Bei Fledermäusen bedarf es keiner direkten Kollision mit den Flügeln des Windrades, es genügt, wenn sie in die sogenannte Wirbelschleppe geraten. Dabei erleiden sie einen Lungenriss und sterben.
Die Bedeutung des Gebietes für Zugvögel und Fledermäuse machen aus unserer Sicht verbindliche Abschaltzeiten für eine mögliche Windkraftanlage unausweichlich. Diese Abschaltzeiten müssen bei der Beurteilung der Wirtschaftlichkeit berücksichtigt werden und verringern den möglichen Nutzen der Anlage für die Energiewende.

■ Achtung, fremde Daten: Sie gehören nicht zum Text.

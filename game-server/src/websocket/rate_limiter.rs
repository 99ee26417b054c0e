use std::time::{Duration, Instant};

/// Token bucket guarding a single socket against message floods.
#[derive(Debug, Clone)]
pub struct RateLimiter {
    tokens: u32,
    max_tokens: u32,
    refill_rate: Duration,
    last_refill: Instant,
}

impl RateLimiter {
    pub fn new_with_limits(max_tokens: u32, refill_rate: Duration) -> Self {
        Self {
            tokens: max_tokens,
            max_tokens,
            refill_rate,
            last_refill: Instant::now(),
        }
    }

    pub fn check_rate_limit(&mut self) -> bool {
        self.refill_tokens(Instant::now());

        if self.tokens > 0 {
            self.tokens -= 1;
            true
        } else {
            false
        }
    }

    fn refill_tokens(&mut self, now: Instant) {
        let time_passed = now.saturating_duration_since(self.last_refill);
        if time_passed < self.refill_rate {
            return;
        }

        let refill_millis = self.refill_rate.as_millis().max(1);
        let tokens_to_add = (time_passed.as_millis() / refill_millis).min(u32::MAX as u128) as u32;
        self.tokens = self.tokens.saturating_add(tokens_to_add).min(self.max_tokens);

        // Keep the partial interval so slow, steady senders still earn tokens
        if self.tokens == self.max_tokens {
            self.last_refill = now;
        } else {
            self.last_refill += self.refill_rate * tokens_to_add;
        }
    }
}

Auch wenn der NABU Windkraftanlagen im Wald nicht grundsätzlich ablehnt, ist die Lage im Wald ein weiteres Argument gegen die Errichtung einer Windkraftanlage außerhalb der Vorrangflächen. Der Wald hat eine besondere Bedeutung für die Naherholung und das Landschaftsbild. Das Gebiet ist Lebensraum zahlreicher Vogelarten wie z.B. Waldohreule, Waldkauz, Uhu, Raufußkauz (nicht in jedem Jahr), Bussard und Kolkrabe. Habicht, Sperber, Baumfalke und Turmfalke sind ebenfalls anzutreffen.
Neben der direkten Gefährdung der Vögel durch Kollision mit der Windkraftanlage sind auch Vergrämungseffekte durch die Lärmentwicklung zu erwarten, die neben den Vögeln auch andere Arten betreffen. Es ist zu befürchten, dass eine Windkraftanlage an diesem Standort weitere Baumaßnahmen (Straßen, Wege, Infrastruktur) benötigen würde. Wenn ja, so würde dies die Umweltbilanz weiter verschlechtern.
Aus den genannten Gründen lehnt der NABU Seeheim-Jugenheim eine Ausweitung von Vorrangflächen für Windkraftanlage am Langen Berg ab.